In an experiment such as that of Fig. 2B, it was necessary to treat SMP with a detergent to allow ferricyanide access to c + c1 on the interior surface of the SMP vesicles. Therefore, for uniformity, all the experiments of Figs. 2, 3, 4, 5 were carried out in the presence of the minimal necessary amount (0.05%) of deoxycholate. Under these conditions, 0.4 mM ascorbate was sufficient to completely reduce c + c1, and the addition of TMPD was not necessary. In the experiments to be reported in this section, intact, well coupled SMP were used. Under these conditions, it was necessary to add TMPD (5 µM) together with 0.4 mM ascorbate to achieve complete reduction of c + c1.

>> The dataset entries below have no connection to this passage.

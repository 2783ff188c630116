use std::sync::Arc;

use chrono::{Datelike, Duration, NaiveDate};
use serde::Deserialize;
use utoipa::ToSchema;

use crate::classifier;
use crate::clock::Clock;
use crate::error::AttendanceError;
use crate::geofence;
use crate::location::geocode::{self, ReverseGeocoder};
use crate::location::{LOCATION_TIMEOUT, LocationFix, LocationProvider, PermissionState};
use crate::model::attendance::{
    AttendanceEntry, AttendanceRecord, AttendanceStats, CheckMethod,
};
use crate::model::settings::{AttendanceSettings, SettingsSource};
use crate::photo::PhotoCapture;
use crate::store::AttendanceStore;

/// Caller-supplied facts for one check-in or check-out attempt.
#[derive(Debug, Clone, Default)]
pub struct CheckData {
    pub location: Option<SubmittedLocation>,
    pub photo: Option<String>,
    pub notes: Option<String>,
}

/// Coordinates submitted by the client device alongside the request.
#[derive(Debug, Clone, Copy)]
pub struct SubmittedLocation {
    pub latitude: f64,
    pub longitude: f64,
    pub accuracy_meters: Option<f64>,
}

#[derive(Debug, Clone, Copy, PartialEq, Eq, Deserialize, ToSchema)]
#[serde(rename_all = "lowercase")]
pub enum StatsPeriod {
    Week,
    Month,
    Year,
}

/// Orchestrates geofence gating, classification and the record lifecycle.
/// Every collaborator is injected, so the whole flow runs deterministically
/// against fakes in tests.
pub struct AttendanceService {
    store: Arc<dyn AttendanceStore>,
    settings: Arc<dyn SettingsSource>,
    location: Arc<dyn LocationProvider>,
    geocoder: Arc<dyn ReverseGeocoder>,
    photos: Arc<dyn PhotoCapture>,
    clock: Arc<dyn Clock>,
}

impl AttendanceService {
    pub fn new(
        store: Arc<dyn AttendanceStore>,
        settings: Arc<dyn SettingsSource>,
        location: Arc<dyn LocationProvider>,
        geocoder: Arc<dyn ReverseGeocoder>,
        photos: Arc<dyn PhotoCapture>,
        clock: Arc<dyn Clock>,
    ) -> Self {
        Self {
            store,
            settings,
            location,
            geocoder,
            photos,
            clock,
        }
    }

    pub async fn check_in(
        &self,
        employee_id: u64,
        data: CheckData,
    ) -> Result<AttendanceRecord, AttendanceError> {
        let settings = self.snapshot().await?;
        let today = self.clock.now_local().date();

        // Cheap early probe; the authoritative check runs again inside the
        // store commit, under its lock.
        if !self.store.can_check_in(employee_id, today).await? {
            return Err(AttendanceError::AlreadyCheckedIn);
        }

        // Everything slow finishes before the commit: position fix,
        // reverse geocode, photo. Nothing below holds a record lock.
        let fix = self.resolve_fix(data.location, &settings).await?;
        let verified = validate_fix(fix.as_ref(), &settings)?;
        let entry = self.build_entry(fix, verified, data.photo, &settings).await;

        let status = classifier::classify(entry.timestamp, None, &settings);
        let record = self
            .store
            .create_check_in(
                employee_id,
                today,
                entry,
                status,
                data.notes,
                self.clock.now_utc(),
            )
            .await?;

        tracing::info!(employee_id, record_id = record.id, status = %record.status, "checked in");
        Ok(record)
    }

    pub async fn check_out(
        &self,
        employee_id: u64,
        data: CheckData,
    ) -> Result<AttendanceRecord, AttendanceError> {
        let settings = self.snapshot().await?;
        let today = self.clock.now_local().date();

        let current = self
            .store
            .today_record(employee_id, today)
            .await?
            .ok_or(AttendanceError::NotCheckedIn)?;
        if current.check_out.is_some() {
            return Err(AttendanceError::NotCheckedIn);
        }
        let check_in_at = current
            .check_in
            .as_ref()
            .ok_or(AttendanceError::NotCheckedIn)?
            .timestamp;

        let fix = self.resolve_fix(data.location, &settings).await?;
        let verified = validate_fix(fix.as_ref(), &settings)?;
        let entry = self.build_entry(fix, verified, data.photo, &settings).await;

        // Recomputed with both stamps; a short day may now become half_day.
        let status = classifier::classify(check_in_at, Some(entry.timestamp), &settings);
        let record = self
            .store
            .apply_check_out(employee_id, today, entry, status, self.clock.now_utc())
            .await?;

        tracing::info!(
            employee_id,
            record_id = record.id,
            status = %record.status,
            total_hours = record.total_hours,
            "checked out"
        );
        Ok(record)
    }

    /// `can_approve` is the verdict of an external authorization policy;
    /// this service only enforces it plus the one-way verified transition.
    pub async fn approve(
        &self,
        record_id: u64,
        approver_id: u64,
        can_approve: bool,
    ) -> Result<AttendanceRecord, AttendanceError> {
        if !can_approve {
            return Err(AttendanceError::Unauthorized);
        }
        let record = self
            .store
            .approve(record_id, approver_id, self.clock.now_utc())
            .await?;
        tracing::info!(record_id, approver_id, "attendance record approved");
        Ok(record)
    }

    pub async fn today_record(
        &self,
        employee_id: u64,
    ) -> Result<Option<AttendanceRecord>, AttendanceError> {
        let today = self.clock.now_local().date();
        self.store.today_record(employee_id, today).await
    }

    pub async fn history(
        &self,
        employee_id: u64,
        start: NaiveDate,
        end: NaiveDate,
    ) -> Result<Vec<AttendanceRecord>, AttendanceError> {
        if start > end {
            return Err(AttendanceError::InvalidRange);
        }
        self.store.list_range(employee_id, start, end).await
    }

    /// Aggregates stored records over the period; nothing is persisted.
    pub async fn stats(
        &self,
        employee_id: u64,
        period: StatsPeriod,
    ) -> Result<AttendanceStats, AttendanceError> {
        let today = self.clock.now_local().date();
        let start = match period {
            StatsPeriod::Week => today - Duration::days(6),
            StatsPeriod::Month => today.with_day(1).unwrap_or(today),
            StatsPeriod::Year => {
                NaiveDate::from_ymd_opt(today.year(), 1, 1).unwrap_or(today)
            }
        };
        let records = self.store.list_range(employee_id, start, today).await?;
        Ok(AttendanceStats::from_records(&records))
    }

    async fn snapshot(&self) -> Result<AttendanceSettings, AttendanceError> {
        self.settings
            .snapshot()
            .await
            .map_err(|e| AttendanceError::Storage(format!("settings unavailable: {e:#}")))
    }

    /// Picks the fix for this attempt: a caller-submitted position wins;
    /// otherwise the device provider is asked, but only when configuration
    /// demands a location at all.
    async fn resolve_fix(
        &self,
        submitted: Option<SubmittedLocation>,
        settings: &AttendanceSettings,
    ) -> Result<Option<LocationFix>, AttendanceError> {
        if let Some(s) = submitted {
            return Ok(Some(LocationFix {
                latitude: s.latitude,
                longitude: s.longitude,
                accuracy_meters: s.accuracy_meters,
                timestamp: self.clock.now_utc(),
            }));
        }
        if !settings.location_required {
            return Ok(None);
        }

        let mut permission = self.location.check_permission().await;
        if permission != PermissionState::Granted {
            permission = self.location.request_permission().await;
        }
        if permission != PermissionState::Granted {
            return Err(AttendanceError::PermissionDenied);
        }

        match tokio::time::timeout(LOCATION_TIMEOUT, self.location.current_location()).await {
            Ok(Ok(fix)) => Ok(Some(fix)),
            Ok(Err(e)) => Err(e),
            Err(_) => Err(AttendanceError::LocationUnavailable),
        }
    }

    /// Assembles the entry, running the best-effort steps (reverse geocode,
    /// photo capture). Their failure degrades the entry and nothing else.
    async fn build_entry(
        &self,
        fix: Option<LocationFix>,
        verified: bool,
        photo: Option<String>,
        settings: &AttendanceSettings,
    ) -> AttendanceEntry {
        let address = match &fix {
            Some(f) => geocode::resolve_address(self.geocoder.as_ref(), f.point()).await,
            None => None,
        };
        let photo = match photo {
            Some(reference) => Some(reference),
            None if settings.photo_required => self.photos.capture().await,
            None => None,
        };

        AttendanceEntry {
            timestamp: self.clock.now_local(),
            location: fix.as_ref().map(|f| f.point()),
            accuracy_meters: fix.as_ref().and_then(|f| f.accuracy_meters),
            address,
            photo,
            method: if verified {
                CheckMethod::Automatic
            } else {
                CheckMethod::Manual
            },
            verified,
        }
    }
}

/// Gates the fix against accuracy and the workplace fence. In required mode
/// a failure aborts the attempt; in optional mode it demotes the entry to
/// manual/unverified while keeping the raw coordinates for later review.
fn validate_fix(
    fix: Option<&LocationFix>,
    settings: &AttendanceSettings,
) -> Result<bool, AttendanceError> {
    let Some(fix) = fix else {
        return if settings.location_required {
            Err(AttendanceError::LocationUnavailable)
        } else {
            Ok(false)
        };
    };

    if !geofence::has_sufficient_accuracy(fix.accuracy_meters, settings.gps_accuracy_meters) {
        return if settings.location_required {
            Err(AttendanceError::LocationAccuracy)
        } else {
            Ok(false)
        };
    }

    if !geofence::is_within_geofence(
        fix.point(),
        settings.workplace.center,
        settings.workplace.radius_meters,
    ) {
        return if settings.location_required {
            Err(AttendanceError::OutOfRange)
        } else {
            Ok(false)
        };
    }

    Ok(true)
}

As seen in Fig. 6, SMP were treated with KCN, antimycin, ascorbate, and TMPD. Then ATP was added to energize the system, and NADH was added to reduce the b hemes of complex III. Cytochrome b reduction was monitored, as before, at 563 minus 575 nm. It is seen that the addition of NADH resulted in partial reduction of cytochrome b, and subsequent addition of the uncoupler FCCP resulted in greater b reduction. As shown in Fig. 7A, the order of addition of ATP and NADH could be changed, with NADH added before ATP. A greater reduction of b was achieved when NADH was added in the absence of ATP, but subsequent ATP addition caused partial b oxidation, which was reversed upon addition of FCCP. Similar results were obtained when the respiratory substrate was succinate instead of NADH (Fig. 7B), or when the complex III inhibitor was myxothiazol instead of antimycin (data not shown), except that in these cases the extent of reoxidation of b induced by ATP addition was less. Spectral analysis of the plateau regions of Fig. 7A suggested that the component remaining reduced after ATP addition is mainly bL (lambda max at 564.5 nm). Fig. 8, A and B, shows experiments similar to Fig. 7, A and B, except that myxothiazol was added where indicated before (Fig. 8A) or after (Fig. 8B) the addition of ATP. It is seen that the combination of antimycin and myxothiazol prevented the ATP-induced reoxidation (Fig. 8A) and the FCCP-induced re-reduction (Fig. 8B) of cytochrome b. In view of the known fact that the combination of antimycin and myxothiazol inhibits the rapid reduction of bH and bL by QH2 (1, 2, 4), the data of Fig. 8 suggest that in the absence of myxothiazol ATP addition results in reverse electron transfer from the b hemes to the Q pool, and uncoupling in the reversal of this process.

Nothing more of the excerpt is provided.